If she's alone in the ballroom, presumably nobody can see her. Unless they can see through walls? Or have some kind of hidden cameras? But then the sentence should be altered to reflect that.

She danced alone in the ballroom, heedless of the tiny security cameras mounted along the musicians' gallery.

Or, preferably,

Heedless of the tiny security cameras mounted along the musicians' gallery, she danced alone in the ballroom.

Now the modifying phrase adds a new dimension to the sentence rather than just restating the main clause.

For that matter, twirling and jumping really just restate danced. They're more specific and vibrant than danced, but danced is a perfectly respectable verb. I'm not sure that it needs that kind of restatement. Isn't twirling and jumping more or less implied in the act of dancing? Hmm.

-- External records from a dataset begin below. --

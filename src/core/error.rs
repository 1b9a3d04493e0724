//! Error types for data loading.

use thiserror::Error;

/// Errors that can occur when loading definition files from `assets/data`.
#[derive(Debug, Error)]
pub enum DataLoadError {
    /// Directory could not be found.
    #[error("Directory not found: {0}")]
    DirectoryNotFound(String),

    /// File could not be found.
    #[error("File not found: {0}")]
    FileNotFound(String),

    /// File could not be read.
    #[error("Failed to read file '{path}': {details}")]
    ReadError { path: String, details: String },

    /// RON parsing failed.
    #[error("Parse error in '{path}': {details}")]
    ParseError { path: String, details: String },

    /// Two files define the same name.
    #[error("Duplicate definition '{name}' in '{path}'")]
    DuplicateEntry { name: String, path: String },

    /// An aspect tree is not a single-rooted graph.
    #[error("Invalid aspect tree '{tree}': {reason}")]
    InvalidAspectTree { tree: String, reason: String },
}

In any event, we see sentences like that all the time, and the usual fix is to cut ruthlessly to eliminate the repetitions. Pick the action word that has more precision and the noun with more built-in description, and dump the rest.

She fell to the ground, dropping suddenly onto the hard earth

becomes

She dropped suddenly onto the hard earth.

(And we might cut the adverb while we're at it.)

Theresa

5 comments:

Ian said...

But...

But...

I LOVE adverbs! A good adverb dances ever so trippingly off the tongue, perfectly capturing the sense of phrase you wish to convey. Of course, I only write bad adverbs embarrassedly.

(one of my friends will lynch me for that last one)

In my current WIP, I'm going back through stuff I wrote three years ago before I understood any of this participial phraseology and voice and such and chiseling away large chunks of crap to find a pretty good story underneath.

I couldn't do it without yours and Alicia's constant lessons here. I'm glad you all don't charge us for this! And don't go getting any sneaky ideas about it now that I've brought it up, either. ;)
Ian

Allie D. said...

Ian -- I will punch you not only for writing "embarrassedly" (and by the way, my browser's spell check is flagging that word, thereby making Bentley Little the worst published author EVER), but I will also punch you for professing your love of adverbs. ;)

Yes, I am a professed adverb hater; although, I do recognize them as a necessary evil in certain contexts.

By the way, I love this blog. I have also been guilty of using the present participial in such a way. I've always known it was grammatically wrong, but that never stopped me from doing it. Old habits die hard. lol

Edittorrent said...

Ian, I take the super-double-banana-split approach to adverbs. You can have them on occasion. And when you do have them, make 'em count.

Nothing is ever completely off limits. For some things, overuse is a bigger sin than use.

Allie D, thanks! :) I wish my browser had a spellchecker.

Jeanie W said...

Thanks for another helpful post.

Rachel said...

This post made me feel ashamed.

A vital, if painful lesson to learn. Thanks. :)

(And I'm with allie on punching Ian to bits for being an adverb lover. I also hate adverbs. ;) )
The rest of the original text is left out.